Now, you might be wondering what that has to do with penny stocks, but you probably already figured it out. If you own a lot of shares of a penny stock, and its price moves sufficiently for you to sell half or any part of your position, and take all of your original money back out of that position, you can hold the rest for as long or short a time as you like and stand no chance of losing more on that position than you put into it. To some people this sounds like a good idea, and it can be a very good risk management strategy, you have limited your downside risk to profits made, but you have also reduced your upside potential. For this reason “Free-rolling penny stocks” should only be used in certain situations. If you have a position you have real faith in free-rolling will actually make you less money than holding all your shares. If you have made a big profit and you are pretty sure it is running out of upside potential, selling it all will probably be the way to make the most money.
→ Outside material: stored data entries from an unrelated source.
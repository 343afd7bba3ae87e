//! Section rendering.
//!
//! Renderers turn a payload into a [`SectionView`]; a [`RenderTarget`] shows views in named
//! containers. Nothing in here knows about markup.

pub mod format;
pub mod sections;
pub mod target;
pub mod tone;
pub mod view;

use anyhow::Result;
use serde_json::Value;
use std::collections::HashMap;
use std::fmt;

pub use target::{JsonDirTarget, MemoryTarget};
pub use view::SectionView;

#[derive(Debug, Clone, Copy, PartialEq, Eq, Hash, PartialOrd, Ord)]
pub enum Section {
    MarketIndices,
    SmartMoneyPicks,
    EtfFlows,
    HistoryDates,
    MacroIndicators,
    SectorHeatmap,
    OptionsFlow,
    PortfolioRisk,
    EconomicCalendar,
    AiSummary,
    IndicatorReadout,
    StockChart,
    Notifications,
    LastUpdated,
    Preferences,
}

impl Section {
    pub const ALL: [Section; 15] = [
        Section::MarketIndices,
        Section::SmartMoneyPicks,
        Section::EtfFlows,
        Section::HistoryDates,
        Section::MacroIndicators,
        Section::SectorHeatmap,
        Section::OptionsFlow,
        Section::PortfolioRisk,
        Section::EconomicCalendar,
        Section::AiSummary,
        Section::IndicatorReadout,
        Section::StockChart,
        Section::Notifications,
        Section::LastUpdated,
        Section::Preferences,
    ];

    pub fn container(self) -> &'static str {
        match self {
            Section::MarketIndices => "market-indices",
            Section::SmartMoneyPicks => "smart-money-picks",
            Section::EtfFlows => "etf-flows",
            Section::HistoryDates => "history-dates",
            Section::MacroIndicators => "macro-indicators",
            Section::SectorHeatmap => "sector-heatmap",
            Section::OptionsFlow => "options-flow",
            Section::PortfolioRisk => "portfolio-risk",
            Section::EconomicCalendar => "economic-calendar",
            Section::AiSummary => "ai-summary",
            Section::IndicatorReadout => "indicator-readout",
            Section::StockChart => "stock-chart",
            Section::Notifications => "notifications",
            Section::LastUpdated => "last-updated",
            Section::Preferences => "preferences",
        }
    }
}

impl fmt::Display for Section {
    fn fmt(&self, f: &mut fmt::Formatter<'_>) -> fmt::Result {
        f.write_str(self.container())
    }
}

/// Where views end up. Each call replaces the container's whole content.
pub trait RenderTarget: Send {
    fn has_container(&self, container: &str) -> bool;

    /// Replacing a container also clears any row selection inside it.
    fn replace(&mut self, container: &str, view: &SectionView) -> Result<()>;

    /// Marks one row (by its key) as the only selected row, or clears the selection.
    fn select_row(&mut self, container: &str, key: Option<&str>) -> Result<()>;
}

/// Writes `view` into the section's container. A missing container or a failing target is
/// logged and otherwise ignored.
pub fn render_into(target: &mut dyn RenderTarget, section: Section, view: &SectionView) {
    let container = section.container();
    if !target.has_container(container) {
        tracing::warn!(container, "render target has no such container; skipping");
        return;
    }
    if let Err(err) = target.replace(container, view) {
        tracing::warn!(container, error = %err, "failed to render section");
    }
}

pub type Renderer = fn(&Value) -> SectionView;

/// Section → renderer, filled at startup. Sections without a renderer render nothing.
#[derive(Clone, Default)]
pub struct RendererRegistry {
    renderers: HashMap<Section, Renderer>,
}

impl RendererRegistry {
    pub fn empty() -> Self {
        Self::default()
    }

    pub fn with_defaults() -> Self {
        let mut registry = Self::empty();
        registry
            .register(Section::MarketIndices, sections::render_indices)
            .register(Section::SmartMoneyPicks, sections::render_picks)
            .register(Section::EtfFlows, sections::render_etf_flows)
            .register(Section::HistoryDates, sections::render_history_dates)
            .register(Section::MacroIndicators, sections::render_macro)
            .register(Section::SectorHeatmap, sections::render_sector_heatmap)
            .register(Section::OptionsFlow, sections::render_options_flow)
            .register(Section::PortfolioRisk, sections::render_risk)
            .register(Section::EconomicCalendar, sections::render_calendar);
        registry
    }

    pub fn register(&mut self, section: Section, renderer: Renderer) -> &mut Self {
        self.renderers.insert(section, renderer);
        self
    }

    /// Renders `payload` into the section's container. Returns the view that was produced.
    pub fn render(
        &self,
        target: &mut dyn RenderTarget,
        section: Section,
        payload: &Value,
    ) -> Option<SectionView> {
        let Some(renderer) = self.renderers.get(&section) else {
            tracing::debug!(%section, "no renderer registered");
            return None;
        };
        let view = renderer(payload);
        render_into(target, section, &view);
        Some(view)
    }
}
But, when you are in a stock that is behaving erratically, or cannot be predicted, especially speculative plays where there is a lot of hype in the market, this can be the best way to both hold onto a chance to make money while insuring that you are not going to lose money. It is also a good way to build a long hold portfolio without having a lot of cash. You use “your money” to buy stocks you might like to own for months or years, and wait for them to make an upside move enough t o get “your money” back out, while holding the rest in hopes of future gains. This type of strategy can be very popular with margin players to leverage themselves into a variety of positions while building a portfolio of a number of stocks. Unfortunately, in penny stocks, the value of the portfolio is not as solid as I, personally would like it to be to base a margin account upon.


I only trade pennies with cash. I use the “free-roll” strategy in a few specific situations dictated by market conditions and my opinions about a specific stock. I offer it here merely as something to be aware of, think about, and consider as a possible option when making difficult buy, sell, or hold decisions.
Just like in poker free-rolling penny stocks sounds good, but, just like in poker, if you have made money it is now all your money, and if you lose what you made, you have still lost money that you could have kept. However, there are times when risking your profits while insuring against loss makes good sense. Such a strategy should be used with discretion, but it does belong in the tool bag of the savvy penny stock trader.